X + Y

X plus Y- inset

Fans of the fabulous Australian feature film Paper Planes should find a simpatico fascination with X + Y, British filmmaker Morgan Matthews’ movie about a math whiz attending an international calculus contest.

Asa Butterfield plays Nathan, a number crunching nerd on, as they say, the spectrum, although his Asperger’s is as benign as an asparagus and it’s noughtism rather that autism that drives his binary braininess.

His social arrhythmia seems to be subtracted when focused on factors, centered on integers, pining for primaries, and longing for logarithms.

His mum, played with affable fragility by Sally Hawkins, is at her wits end to fathom the fraction of affection she is returned by her distant son, but like all caring, supportive and loving mums, perseveres in trying to understand his perverse emotional boundaries.

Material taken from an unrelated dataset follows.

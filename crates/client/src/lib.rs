pub mod async_result;
pub mod client;

pub use async_result::{AsyncResult, DEFAULT_POLL_INTERVAL, MIN_POLL_INTERVAL};
pub use client::{Client, Task, TaskProtocol};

A gruff maths teacher engagingly played by Rafe Spall suggests Nathan apply for The Maths Olympiad and through his encouragement Nathan finds a place in the UK team and finds himself in competition in Taipei against the sum of all peers.

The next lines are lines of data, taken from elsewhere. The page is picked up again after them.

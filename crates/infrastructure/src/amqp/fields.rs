//! JSON与AMQP字段表之间的转换

use celery_domain::{MessageProperties, TransportMessage};
use lapin::message::Delivery;
use lapin::types::{AMQPValue, FieldArray, FieldTable, LongString, ShortString};
use lapin::BasicProperties;
use serde_json::{Map, Number, Value};

pub fn json_to_amqp(value: &Value) -> AMQPValue {
    match value {
        Value::Null => AMQPValue::Void,
        Value::Bool(b) => AMQPValue::Boolean(*b),
        Value::Number(n) => {
            if let Some(i) = n.as_i64() {
                AMQPValue::LongLongInt(i)
            } else {
                AMQPValue::Double(n.as_f64().unwrap_or_default())
            }
        }
        Value::String(s) => AMQPValue::LongString(LongString::from(s.clone())),
        Value::Array(items) => AMQPValue::FieldArray(FieldArray::from(
            items.iter().map(json_to_amqp).collect::<Vec<_>>(),
        )),
        Value::Object(fields) => AMQPValue::FieldTable(json_to_table(fields)),
    }
}

pub fn json_to_table(fields: &Map<String, Value>) -> FieldTable {
    let mut table = FieldTable::default();
    for (key, value) in fields {
        table.insert(ShortString::from(key.clone()), json_to_amqp(value));
    }
    table
}

pub fn amqp_to_json(value: &AMQPValue) -> Value {
    match value {
        AMQPValue::Boolean(b) => Value::Bool(*b),
        AMQPValue::ShortShortInt(i) => Value::from(*i),
        AMQPValue::ShortShortUInt(i) => Value::from(*i),
        AMQPValue::ShortInt(i) => Value::from(*i),
        AMQPValue::ShortUInt(i) => Value::from(*i),
        AMQPValue::LongInt(i) => Value::from(*i),
        AMQPValue::LongUInt(i) => Value::from(*i),
        AMQPValue::LongLongInt(i) => Value::from(*i),
        AMQPValue::Timestamp(t) => Value::from(*t),
        AMQPValue::Float(f) => Number::from_f64(f64::from(*f)).map_or(Value::Null, Value::Number),
        AMQPValue::Double(f) => Number::from_f64(*f).map_or(Value::Null, Value::Number),
        AMQPValue::ShortString(s) => Value::String(s.as_str().to_string()),
        AMQPValue::LongString(s) => Value::String(String::from_utf8_lossy(s.as_bytes()).into_owned()),
        AMQPValue::FieldArray(items) => {
            Value::Array(items.as_slice().iter().map(amqp_to_json).collect())
        }
        AMQPValue::FieldTable(table) => Value::Object(table_to_json(table)),
        _ => Value::Null,
    }
}

pub fn table_to_json(table: &FieldTable) -> Map<String, Value> {
    table
        .inner()
        .iter()
        .map(|(key, value)| (key.as_str().to_string(), amqp_to_json(value)))
        .collect()
}

/// 将发布属性转为lapin的BasicProperties，未设置的字段保持缺省
pub fn to_basic_properties(
    properties: &MessageProperties,
    headers: &Map<String, Value>,
) -> BasicProperties {
    let mut basic = BasicProperties::default().with_headers(json_to_table(headers));
    if let Some(v) = &properties.content_type {
        basic = basic.with_content_type(ShortString::from(v.clone()));
    }
    if let Some(v) = &properties.content_encoding {
        basic = basic.with_content_encoding(ShortString::from(v.clone()));
    }
    if let Some(v) = properties.delivery_mode {
        basic = basic.with_delivery_mode(v);
    }
    if let Some(v) = properties.priority {
        basic = basic.with_priority(v);
    }
    if let Some(v) = &properties.correlation_id {
        basic = basic.with_correlation_id(ShortString::from(v.clone()));
    }
    if let Some(v) = &properties.reply_to {
        basic = basic.with_reply_to(ShortString::from(v.clone()));
    }
    if let Some(v) = &properties.expiration {
        basic = basic.with_expiration(ShortString::from(v.clone()));
    }
    if let Some(v) = &properties.message_id {
        basic = basic.with_message_id(ShortString::from(v.clone()));
    }
    basic
}

fn short(value: &Option<ShortString>) -> Option<String> {
    value.as_ref().map(|s| s.as_str().to_string())
}

/// 由lapin投递构造传输层消息
pub fn to_transport_message(delivery: &Delivery) -> TransportMessage {
    let basic = &delivery.properties;
    let properties = MessageProperties {
        content_type: short(basic.content_type()),
        content_encoding: short(basic.content_encoding()),
        correlation_id: short(basic.correlation_id()),
        reply_to: short(basic.reply_to()),
        delivery_mode: *basic.delivery_mode(),
        priority: *basic.priority(),
        expiration: short(basic.expiration()),
        message_id: short(basic.message_id()),
        delivery_tag: Some(delivery.delivery_tag),
        redelivered: Some(delivery.redelivered),
        exchange: Some(delivery.exchange.as_str().to_string()),
        routing_key: Some(delivery.routing_key.as_str().to_string()),
    };
    let headers = basic
        .headers()
        .as_ref()
        .map(table_to_json)
        .unwrap_or_default();

    TransportMessage::new(
        delivery.data.clone(),
        properties.content_type.clone(),
        properties.content_encoding.clone(),
        properties,
        headers,
    )
}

It is here that the pangs of first love penetrate even Nathan’s nerdy reserve in the person of Jo Yang, beautifully observed by Zhang Mei.

True, the narrative is formulaic, but it’s a formula that works when the equations feature a superior cast, including the ever reliable Eddie Marsan as the chef de mission of Nathan’s national number-nerds.

James Graham’s script is compact and concise complete with geometric narrative and algebraic nuance.

Morgan Matthew’s mainstay has been documentary films, a discipline that has transferred marvellously to this material.

It’s as simple as A B C to fall for X + Y, a stunning small film that suffers no subtractions only additions and multiplications. Do the maths.